KKK priest: President Reagan comforted black family who had a cross burned on their lawn – The Washington Post


The Butlers had been newlyweds when they bought the house in 1976. They were the fifth black family to move into the neighborhood. They had lived there for five months when, on Jan. 30, 1977, the Klan burned the cross on their front lawn.

William Aitcheson, then a University of Maryland student and “exalted cyclops” of a Ku Klux Klan lodge, was charged with burning crosses at the Butlers and five other properties, including a synagogue, and sending a death threat to Coretta Scott King, the widow of the Rev. Martin Luther King Jr.

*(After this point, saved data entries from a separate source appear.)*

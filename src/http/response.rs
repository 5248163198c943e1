//! Response handling and transformation.
//!
//! # Responsibilities
//! - Describe an origin response as the CDN's response record
//! - Materialize a trigger-produced record as an HTTP response
//!
//! # Design Decisions
//! - Origin bodies are not copied into the record (the CDN does not expose
//!   them to origin-response functions either); pass-through streams them
//! - `content-length` is recomputed for generated bodies

use axum::body::Body;
use axum::http::{header, response::Parts, StatusCode};
use axum::response::{IntoResponse, Response};

use crate::edge::headers::{edge_from_http, edge_to_http};
use crate::edge::CfResponse;

/// Response record for an origin response, without its body.
pub fn to_cf_response(parts: &Parts) -> CfResponse {
    let mut response = CfResponse::new(parts.status.as_str(), edge_from_http(&parts.headers));
    response.status_description = parts.status.canonical_reason().map(str::to_owned);
    response
}

/// HTTP response for a record produced by a trigger.
pub fn from_cf_response(record: CfResponse) -> Response {
    let status = record
        .status
        .parse::<u16>()
        .ok()
        .and_then(|code| StatusCode::from_u16(code).ok())
        .unwrap_or_else(|| {
            tracing::warn!(status = %record.status, "Trigger produced an invalid status");
            StatusCode::INTERNAL_SERVER_ERROR
        });

    let mut headers = edge_to_http(&record.headers);
    if record.body.is_some() {
        headers.remove(header::CONTENT_LENGTH);
    }

    let body = record.body.map(Body::from).unwrap_or_else(Body::empty);
    (status, headers, body).into_response()
}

But by the time a federal judge ordered Aitcheson, who had been convicted and sentenced to 90 days of jail, to pay the Butlers $23,000 in civil damages, his whereabouts were unknown, according to the 1982 Post story that President Reagan read. President Reagan was so moved by the story that he and the First Lady went to visit the Butlers at home.

This week (August 2017), Aitcheson re-emerged in an astonishing way. Now a Catholic priest, he published a personal essay about his involvement with the Klan and the cross burnings, calling his own actions “despicable.”

The Catholic Church stood behind him saying, “There have been no accusations of racism or bigotry against Fr. Aitcheson throughout his time in the Diocese of Arlington.” But they are clear in not reporting, no reports of incidents since he was ordained (December 1988).

According to an investigation by journalist Nate Thayer Aitcheson’s truth and path to redemption isn’t as clean as it’s poytrayed. http://www.nate-thayer.com/kkk-terrorist-turned-priest-now-using-pulpit-political-extremism/

Thayer reports; Aitcheson and the Catholic Diocese of Arlington, Virginia tried to craft a public relations portrait of a low profile pastor who had experienced a conversion after his youthful indiscretions in the KKK who had left his bigotry and political extremism in his past when he was welcomed into the priesthood.

But a closer examination of Aitcheson’s 29 years as a priest tells a different story–a story of a still high-profile priest-activist.

Diocesan and other records show that after his ordination as a priest, William “Father Bill”” Aitcheson remained an outspoken political activist on issues of abortion, homosexuality, and racial issues and has continued to promote the just cause of the confederacy during the civil war.

In May of 1992, when Los Angeles police officers were acquitted of the beating of Rodney King sparking widespread rioting, Aitcheson told his parishioners at St. Therese the Little Flower Church, according to the Reno Gazette Journal, “I can’t help think that the Rodney King verdict was motivated in some part because of the rise in crime, and most people want to see the police get tough.”

While a priest in Nevada Aitcheson was also on the board of and a spokesman for the Northern Nevada chapter of the Christian Action Council, a pro-life group then known for confrontational public demonstrations in front of clinics.

Records also show a string of incendiary letters from “Father Bill” Aitcheson to the editor published in the Reno Gazette Journal newspaper in 1992 and 1993 while he served as associate pastor at the St Therese Church of the Little Flower in Reno.

Aitcheson wrote that “the so-called ‘pro choice advocates’” were “callously forsaking human life” to “build their political power base on the corpses of America’s future,” adding to “kill one’s own pre born child by abortion is a political act…”

Also during 1992-93, that five year period after Aitcheson was ordained a catholic priest, he was accused of assault and battery charged and convicted of trespassing in Nevada while protesting at medical clinics that provide abortion services.
Aitcheson’s conduct at the West End abortion clinic so angered some residents in Reno that they held a highly publicized demonstration in front of his St Theresa of the Little Flower church in November 1992 while Aitcheson was awaiting trial. “It’s a very sad, feeble attempt at attacking the church. The Roman Catholic church supports the sanctity of life at all stages,” Aitcheson told reporters at the time.
Within months of Aitcheson’s conviction in Reno, he quietly was transferred to the Catholic diocese of Arlington Virginia. In August, the Diocese of Reno said it could not confirm whether the incident was why Aitcheson was moved to the Arlington, Va., diocese. “Nothing in his files explains the decision to move,” said Reno diocese spokesperson Rev. Robert W. Chorey. Chorey said in a later interview Aitcheson was transferred “at his request.”

Not surprising Aitcheson continue some of his previous questionable behaviors, sermons and idolatry in Virginia. Also as a footnote it should be mentioned that Aitcheson never apologized or paid restitution to the Butlers. Although payments where sent to the Butlers from the Catholic Diocese of Arlington. Aitcheson took a leave of absence but it is more than probable that he is still with the Catholic Church.